Malmö noch nicht reif


Die beiden Spiele (1:2, 1:3) gegen den VfL Wolfsburg haben es gezeigt: LdB FC Malmö ist noch (lange) nicht reif, eine große Rolle in Europa zu spielen.

Sicher, im Hinspiel versemmelte man eifrig Chancen und auch am Mittwochabend hätte wieder einmal Manon Melis dem Spiel einen anderen Verlauf geben können. Aber seien wir dennoch ehrlich: Die kurze Phase Malmös in der zweiten Halbzeit kam wesentlich zu spät und über weite Strecken wirkten die Wolfsburgerinnen reifer und physisch stärker.

Wenn es um die „big points“ geht, um die Spiele gegen die großen europäischen Teams wie Champions League Sieger Wolfsburg oder Olympique Lyonnais werden Fehler gnadenlos bestraft. Ein peinliches Geschenk wie Thora Helgadottirs katastrophaler Fehler beim 0:1, als der Ball über sie ins Tor sprang, und ein Topteam wie Wolfsburg nutzt das gnadenlos aus. Da gab es noch einen haarsträubenden Fehlpass von Kapitänin Malin Levenstad wenig später, der zu einem Schuss führte, den Helgadottir, dann wiederum in Normalform, mit einer Glanzparade zur Ecke klärte. Und nach 26 Minuten verhaute sich Amanda Ilestedt in der Innenverteidigung, es gab eine völlig unnötige Ecke und die führte zum 0:2. Das Spiel war nach zwei individuellen Fehlern gelaufen.

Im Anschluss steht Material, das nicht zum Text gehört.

//! Database type descriptors attached to bound parameters.

use serde::{Deserialize, Serialize};

use crate::ast::{HostKind, HostType};
use crate::error::{TranslateError, TranslateResult};

/// Length used for strings and byte sequences with no declared size.
pub const UNBOUNDED_LENGTH: u32 = u32::MAX;

/// Normalized SQL type a host type resolves to.
#[derive(Debug, Clone, Copy, PartialEq, Eq, Hash, Serialize, Deserialize)]
pub enum SqlType {
    Bit,
    TinyInt,
    SmallInt,
    Int,
    BigInt,
    Real,
    Float,
    Decimal,
    NVarChar,
    NChar,
    DateTime,
    DateTimeOffset,
    Time,
    VarBinary,
    UniqueIdentifier,
}

/// Provider-neutral parameter type, as drivers consume it.
#[derive(Debug, Clone, Copy, PartialEq, Eq, Hash, Serialize, Deserialize)]
pub enum DbType {
    Boolean,
    Byte,
    Int16,
    Int32,
    Int64,
    Single,
    Double,
    Decimal,
    String,
    StringFixedLength,
    DateTime,
    DateTimeOffset,
    Time,
    Binary,
    Guid,
}

impl SqlType {
    pub fn db_type(&self) -> DbType {
        match self {
            SqlType::Bit => DbType::Boolean,
            SqlType::TinyInt => DbType::Byte,
            SqlType::SmallInt => DbType::Int16,
            SqlType::Int => DbType::Int32,
            SqlType::BigInt => DbType::Int64,
            SqlType::Real => DbType::Single,
            SqlType::Float => DbType::Double,
            SqlType::Decimal => DbType::Decimal,
            SqlType::NVarChar => DbType::String,
            SqlType::NChar => DbType::StringFixedLength,
            SqlType::DateTime => DbType::DateTime,
            SqlType::DateTimeOffset => DbType::DateTimeOffset,
            SqlType::Time => DbType::Time,
            SqlType::VarBinary => DbType::Binary,
            SqlType::UniqueIdentifier => DbType::Guid,
        }
    }
}

impl std::fmt::Display for SqlType {
    fn fmt(&self, f: &mut std::fmt::Formatter<'_>) -> std::fmt::Result {
        write!(f, "{:?}", self)
    }
}

/// Resolved type of a parameter.
#[derive(Debug, Clone, Copy, PartialEq, Eq, Serialize, Deserialize)]
pub struct QueryType {
    pub sql_type: SqlType,
    pub not_null: bool,
    /// Zero for types without a length
    pub length: u32,
    pub precision: u8,
    pub scale: u8,
}

impl QueryType {
    fn new(sql_type: SqlType, not_null: bool) -> Self {
        Self {
            sql_type,
            not_null,
            length: 0,
            precision: 0,
            scale: 0,
        }
    }

    pub fn db_type(&self) -> DbType {
        self.sql_type.db_type()
    }
}

impl std::fmt::Display for QueryType {
    fn fmt(&self, f: &mut std::fmt::Formatter<'_>) -> std::fmt::Result {
        match self.sql_type {
            SqlType::NVarChar | SqlType::NChar | SqlType::VarBinary
                if self.length == UNBOUNDED_LENGTH =>
            {
                write!(f, "{}(MAX)", self.sql_type)?
            }
            SqlType::NVarChar | SqlType::NChar | SqlType::VarBinary => {
                write!(f, "{}({})", self.sql_type, self.length)?
            }
            SqlType::Decimal => write!(f, "{}({}, {})", self.sql_type, self.precision, self.scale)?,
            _ => write!(f, "{}", self.sql_type)?,
        }
        if self.not_null {
            write!(f, " NOT NULL")?;
        }
        Ok(())
    }
}

/// Per-dialect type mapping.
#[derive(Debug, Clone, Copy, PartialEq, Eq)]
pub struct TypeSystem {
    pub string_default_size: u32,
    pub binary_default_size: u32,
}

impl Default for TypeSystem {
    fn default() -> Self {
        Self::UNBOUNDED
    }
}

impl TypeSystem {
    /// Strings and byte sequences default to unbounded length.
    pub const UNBOUNDED: TypeSystem = TypeSystem {
        string_default_size: UNBOUNDED_LENGTH,
        binary_default_size: UNBOUNDED_LENGTH,
    };

    pub fn resolve(&self, host: &HostType) -> TranslateResult<QueryType> {
        let not_null = host.kind.is_value_type() && !host.nullable;
        let mut ty = match &host.kind {
            HostKind::Bool => QueryType::new(SqlType::Bit, not_null),
            HostKind::U8 => QueryType::new(SqlType::TinyInt, not_null),
            HostKind::I8 | HostKind::I16 => QueryType::new(SqlType::SmallInt, not_null),
            HostKind::U16 | HostKind::I32 => QueryType::new(SqlType::Int, not_null),
            HostKind::U32 | HostKind::I64 => QueryType::new(SqlType::BigInt, not_null),
            HostKind::U64 => QueryType {
                precision: 20,
                ..QueryType::new(SqlType::Decimal, not_null)
            },
            HostKind::F32 => QueryType::new(SqlType::Real, not_null),
            HostKind::F64 => QueryType::new(SqlType::Float, not_null),
            HostKind::Decimal => QueryType {
                precision: 29,
                scale: 4,
                ..QueryType::new(SqlType::Decimal, not_null)
            },
            HostKind::String => QueryType::new(SqlType::NVarChar, not_null),
            HostKind::Char => QueryType::new(SqlType::NChar, not_null),
            HostKind::DateTime => QueryType::new(SqlType::DateTime, not_null),
            HostKind::DateTimeOffset => QueryType::new(SqlType::DateTimeOffset, not_null),
            HostKind::Time => QueryType::new(SqlType::Time, not_null),
            HostKind::Bytes => QueryType::new(SqlType::VarBinary, not_null),
            HostKind::Guid => QueryType::new(SqlType::UniqueIdentifier, not_null),
            HostKind::Other(name) => {
                return Err(TranslateError::TypeResolution {
                    host_type: name.clone(),
                });
            }
        };
        ty.length = match ty.sql_type {
            SqlType::NVarChar => self.string_default_size,
            SqlType::NChar => 1,
            SqlType::VarBinary => self.binary_default_size,
            _ => 0,
        };
        Ok(ty)
    }
}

Eigene Chancen wurden nicht genutzt. Während Sara Björk Gunnarsdottir nicht nur wegen ihres Tores eine tolle zweite Halbzeit spielte, kamen die meisten Malmöerinnen nur dazu, einen Bruchteil ihres Potentials abzurufen. Elin Rubensson zeigte eine tolle Partie als Außenverteidigerin, sie war die beste Spielerin auf dem Platz. Ramona Bachmann und Anja Mittag waren bemüht, aber die starke Wolfsburger Defensive um Nilla Fischer (die wegen eines Migräneanfalls ausgewechselt werden musste) hatte beide überwiegend sicher im Griff.

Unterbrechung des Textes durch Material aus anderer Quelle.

impl<'a> Context<'a> {
    pub fn new(rules: &'static DialectRules, mode: Mode, max_depth: usize) -> Self {
        Self {
            rules,
            mode,
            resolver: &identity,
            sql: String::new(),
            params: ParamContext::new(),
            depth: 0,
            max_depth,
        }
    }

    /// Map column names through `resolver` instead of emitting them as is.
    pub fn with_resolver(mut self, resolver: &'a dyn Fn(&str) -> String) -> Self {
        self.resolver = resolver;
        self
    }

    /// Render `expr` as the whole WHERE predicate.
    pub fn translate(mut self, expr: &Expr) -> TranslateResult<(String, Vec<QueryParameter>)> {
        self.visit_predicate(expr)?;
        Ok((self.sql, self.params.into_params()))
    }

    fn unsupported(&self, node: &Expr) -> TranslateError {
        tracing::trace!(dialect = self.rules.name, construct = %node, "no rendering rule");
        TranslateError::unsupported(self.rules.name, node)
    }

    pub fn visit_predicate(&mut self, expr: &Expr) -> TranslateResult<()> {
        if is_predicate(expr) {
            self.visit(expr)
        } else {
            self.template(self.rules.predicate_coercion, &[expr], false)
        }
    }

    pub fn visit_value(&mut self, expr: &Expr) -> TranslateResult<()> {
        if is_predicate(expr) {
            self.template(self.rules.value_coercion, &[expr], true)
        } else {
            self.visit(expr)
        }
    }

    fn visit(&mut self, expr: &Expr) -> TranslateResult<()> {
        self.depth += 1;
        if self.depth > self.max_depth {
            return Err(TranslateError::malformed(format!(
                "expression nesting exceeds {} levels",
                self.max_depth
            )));
        }
        let result = match &expr.node {
            Node::Constant(c) => self.constant(expr, c),
            Node::Member(m) => match &m.object {
                None => {
                    let column = (self.resolver)(&m.name);
                    self.sql.push_str(&column);
                    Ok(())
                }
                Some(object) => self.member(expr, m, object),
            },
            Node::Unary { op, operand } => self.unary(expr, *op, operand),
            Node::Binary { op, left, right } => self.binary(expr, *op, left, right),
            Node::MethodCall(call) => self.method_call(expr, call),
            Node::Conditional { .. } => self.conditional(expr),
            Node::Constructor { ty, args } => match (self.rules.constructor)(ty, args.len()) {
                Some(tpl) => {
                    let operands: Vec<&Expr> = args.iter().collect();
                    self.template(tpl, &operands, false)
                }
                None => Err(self.unsupported(expr)),
            },
            Node::ArrayLiteral(_) => Err(self.unsupported(expr)),
        };
        self.depth -= 1;
        result
    }

    /// Render a template, visiting every operand in the same context.
    fn template(&mut self, tpl: &str, operands: &[&Expr], as_predicate: bool) -> TranslateResult<()> {
        self.render(tpl, operands, |_| as_predicate)
    }

    /// Render a template; `predicate(i)` picks the context of operand `i`.
    /// Operands are visited in the order they appear in the template.
    fn render(
        &mut self,
        tpl: &str,
        operands: &[&Expr],
        predicate: impl Fn(usize) -> bool,
    ) -> TranslateResult<()> {
        let mut rest = tpl;
        while let Some(open) = rest.find('{') {
            self.sql.push_str(&rest[..open]);
            let after = &rest[open + 1..];
            let index = after
                .find('}')
                .and_then(|close| after[..close].parse::<usize>().ok().map(|i| (i, close)));
            let Some((index, close)) = index else {
                return Err(TranslateError::malformed(format!("bad template `{}`", tpl)));
            };
            let Some(operand) = operands.get(index) else {
                return Err(TranslateError::malformed(format!(
                    "template `{}` needs operand {} but only {} given",
                    tpl,
                    index,
                    operands.len()
                )));
            };
            self.operand(operand, predicate(index))?;
            rest = &after[close + 1..];
        }
        self.sql.push_str(rest);
        Ok(())
    }

    /// Append an operand in the given context after whatever text precedes it.
    fn operand(&mut self, operand: &Expr, as_predicate: bool) -> TranslateResult<()> {
        let text = self.capture(|t| {
            if as_predicate {
                t.visit_predicate(operand)
            } else {
                t.visit_value(operand)
            }
        })?;
        // never emit `--`, which starts a comment
        if self.sql.ends_with('-') && text.starts_with('-') {
            self.sql.push('(');
            self.sql.push_str(&text);
            self.sql.push(')');
        } else {
            self.sql.push_str(&text);
        }
        Ok(())
    }

    /// Render into a fresh buffer and hand the text back.
    fn capture(
        &mut self,
        f: impl FnOnce(&mut Self) -> TranslateResult<()>,
    ) -> TranslateResult<String> {
        let outer = std::mem::take(&mut self.sql);
        let result = f(self);
        let inner = std::mem::replace(&mut self.sql, outer);
        result.map(|_| inner)
    }

    fn join(&mut self, parts: &[&Expr], separator: &str) -> TranslateResult<()> {
        for (i, part) in parts.iter().enumerate() {
            if i > 0 {
                self.sql.push_str(separator);
            }
            self.visit_value(part)?;
        }
        Ok(())
    }

    fn constant(&mut self, expr: &Expr, c: &Constant) -> TranslateResult<()> {
        if let Mode::Parameterized(policy) = self.mode {
            if policy.binds(&c.value) {
                let placeholder =
                    self.params
                        .add_param(expr, c, self.rules.param_prefix, &self.rules.types)?;
                self.sql.push_str(&placeholder);
                return Ok(());
            }
        }
        match (self.rules.literal)(&c.value) {
            Some(text) => {
                self.sql.push_str(&text);
                Ok(())
            }
            None => Err(self.unsupported(expr)),
        }
    }

    fn member(&mut self, expr: &Expr, m: &Member, object: &Expr) -> TranslateResult<()> {
        if !m.family.has_member(&m.name) {
            return Err(self.unsupported(expr));
        }
        match (self.rules.member)(m) {
            Some(tpl) => self.template(tpl, &[object], false),
            None => Err(self.unsupported(expr)),
        }
    }

    fn unary(&mut self, expr: &Expr, op: UnaryOp, operand: &Expr) -> TranslateResult<()> {
        if op == UnaryOp::Convert {
            return self.visit(operand);
        }
        let Some(token) = (self.rules.unary)(op, operand) else {
            return Err(self.unsupported(expr));
        };
        self.sql.push_str(token);
        self.operand(operand, op == UnaryOp::Not && operand.is_boolean())
    }

    fn binary(&mut self, expr: &Expr, op: BinaryOp, left: &Expr, right: &Expr) -> TranslateResult<()> {
        if matches!(op, BinaryOp::Equal | BinaryOp::NotEqual) {
            let other = if right.is_null_constant() {
                Some(left)
            } else if left.is_null_constant() {
                Some(right)
            } else {
                None
            };
            if let Some(other) = other {
                let tpl = if op == BinaryOp::Equal {
                    "({0} is null)"
                } else {
                    "({0} is not null)"
                };
                return self.template(tpl, &[other], false);
            }
        }

        match op {
            BinaryOp::Add if expr.kind == ValueKind::String => {
                let mut parts = Vec::new();
                concat_parts(expr, &mut parts);
                return self.concat(&parts);
            }
            BinaryOp::Subtract if left.kind == ValueKind::Date && right.kind == ValueKind::Date => {
                return self.template(self.rules.date_diff, &[left, right], false);
            }
            BinaryOp::Coalesce => return self.coalesce(left, right),
            _ => {}
        }

        let logical = op.is_logical(left.is_boolean());

        if let Some(tpl) = (self.rules.binary)(op, left, right) {
            return self.template(tpl, &[left, right], logical);
        }
        let Some(token) = (self.rules.operator)(op, left.is_boolean()) else {
            return Err(self.unsupported(expr));
        };
        self.sql.push('(');
        if logical {
            self.visit_predicate(left)?;
        } else {
            self.visit_value(left)?;
        }
        self.sql.push(' ');
        self.sql.push_str(token);
        self.sql.push(' ');
        if logical {
            self.visit_predicate(right)?;
        } else {
            self.visit_value(right)?;
        }
        self.sql.push(')');
        Ok(())
    }

    fn concat(&mut self, parts: &[&Expr]) -> TranslateResult<()> {
        match parts {
            [] => {
                self.sql.push_str("''");
                Ok(())
            }
            [single] => self.visit_value(single),
            _ => {
                match self.rules.concat {
                    ConcatStyle::Infix(token) => {
                        self.sql.push('(');
                        self.join(parts, token)?;
                    }
                    ConcatStyle::Function(name) => {
                        self.sql.push_str(name);
                        self.sql.push('(');
                        self.join(parts, ", ")?;
                    }
                }
                self.sql.push(')');
                Ok(())
            }
        }
    }

    fn coalesce(&mut self, left: &Expr, right: &Expr) -> TranslateResult<()> {
        match self.rules.coalesce {
            CoalesceStyle::Nested(tpl) => self.template(tpl, &[left, right], false),
            CoalesceStyle::Flatten => {
                let mut parts = vec![left];
                let mut tail = right;
                while let Node::Binary {
                    op: BinaryOp::Coalesce,
                    left,
                    right,
                } = &tail.node
                {
                    parts.push(left);
                    tail = &**right;
                }
                parts.push(tail);
                self.sql.push_str("COALESCE(");
                self.join(&parts, ", ")?;
                self.sql.push(')');
                Ok(())
            }
        }
    }

    fn method_call(&mut self, expr: &Expr, call: &MethodCall) -> TranslateResult<()> {
        let Some(sig) = call.family.signature(&call.method) else {
            return Err(self.unsupported(expr));
        };
        if sig.instance != call.object.is_some() {
            let shape = if sig.instance { "an instance" } else { "a static" };
            return Err(TranslateError::malformed(format!(
                "`{}` is {} method of {}",
                call.method, shape, call.family
            )));
        }
        if call.args.len() < sig.min_args || call.args.len() > sig.max_args {
            return Err(TranslateError::malformed(format!(
                "`{}` expects {} arguments, got {}",
                call.method,
                arity(sig.min_args, sig.max_args),
                call.args.len()
            )));
        }

        let operands = call.operands();
        match (call.family, call.method.as_str()) {
            (_, "CompareTo" | "Compare") => self.template(self.rules.compare, &operands, false),
            (_, "ToString") if operands[0].is_string() => self.visit_value(operands[0]),
            (MethodFamily::StringOps, "Concat") => {
                let mut parts = Vec::new();
                for arg in &call.args {
                    match &arg.node {
                        Node::ArrayLiteral(items) => {
                            items.iter().for_each(|item| concat_parts(item, &mut parts))
                        }
                        _ => concat_parts(arg, &mut parts),
                    }
                }
                self.concat(&parts)
            }
            (MethodFamily::DateOps, "Subtract") => {
                self.template(self.rules.date_diff, &operands, false)
            }
            (MethodFamily::Other, "Contains") => self.in_list(expr, operands[0], operands[1]),
            _ => match (self.rules.method)(call) {
                Some(tpl) => self.template(tpl, &operands, false),
                None => Err(self.unsupported(expr)),
            },
        }
    }

    /// `new[] { a, b }.Contains(x)` as `(x in (a, b))`.
    fn in_list(&mut self, expr: &Expr, list: &Expr, needle: &Expr) -> TranslateResult<()> {
        let Node::ArrayLiteral(items) = &list.node else {
            return Err(self.unsupported(expr));
        };
        if items.is_empty() {
            self.sql.push_str("(1 = 0)");
            return Ok(());
        }
        self.sql.push('(');
        self.visit_value(needle)?;
        self.sql.push_str(" in (");
        let items: Vec<&Expr> = items.iter().collect();
        self.join(&items, ", ")?;
        self.sql.push_str("))");
        Ok(())
    }

    fn conditional(&mut self, expr: &Expr) -> TranslateResult<()> {
        let Node::Conditional {
            test,
            if_true,
            if_false,
        } = &expr.node
        else {
            return Err(self.unsupported(expr));
        };
        match self.rules.conditional {
            ConditionalStyle::Nested(tpl) => {
                self.render(tpl, &[&**test, &**if_true, &**if_false], |i| i == 0)
            }
            ConditionalStyle::Case if test.is_boolean() => {
                self.sql.push_str("(case");
                let mut current = expr;
                while let Node::Conditional {
                    test,
                    if_true,
                    if_false,
                } = &current.node
                {
                    if !test.is_boolean() {
                        break;
                    }
                    self.sql.push_str(" when ");
                    self.visit_predicate(test)?;
                    self.sql.push_str(" then ");
                    self.visit_value(if_true)?;
                    current = &**if_false;
                }
                self.sql.push_str(" else ");
                self.visit_value(current)?;
                self.sql.push_str(" end)");
                Ok(())
            }
            ConditionalStyle::Case => self.template(
                "(case {0} when 0 then {2} else {1} end)",
                &[&**test, &**if_true, &**if_false],
                false,
            ),
        }
    }
}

Und dann gab es auf der Bank auch zu wenig Alternativen. Da kam die Kolumbianerin Yoreli Rincon zum Einsatz, die den Verein bald verlassen muss. Sie machte wohl ihr letztes Spiel. Wenn man also eine Spielerin bringt, die man nicht mehr haben will, dann muss auf der Bank auch für das nächste Jahr verstärkt werden. Anita Asante wird kommen und wird dem Team einen Schub geben. Aber sie allein macht noch keinen Sommer. Um mit Tyresö zu konkurrieren, dessen Truppe für 2014 noch ungewiss ist, da nicht bekannt ist, was aus den fünf Amerikanerinnen wird, reicht das. Das haben wir gesehen. Aber im europäischen Topgefüge scheint Malmö nach zwei empfindlichen Niederlagen innerhalb eines Jahres (0:5 und 0:3 gegen Lyon und eben nun 1:2 und 1:3 gegen Wolfsburg) noch in der guten zweiten Reihe zu stehen.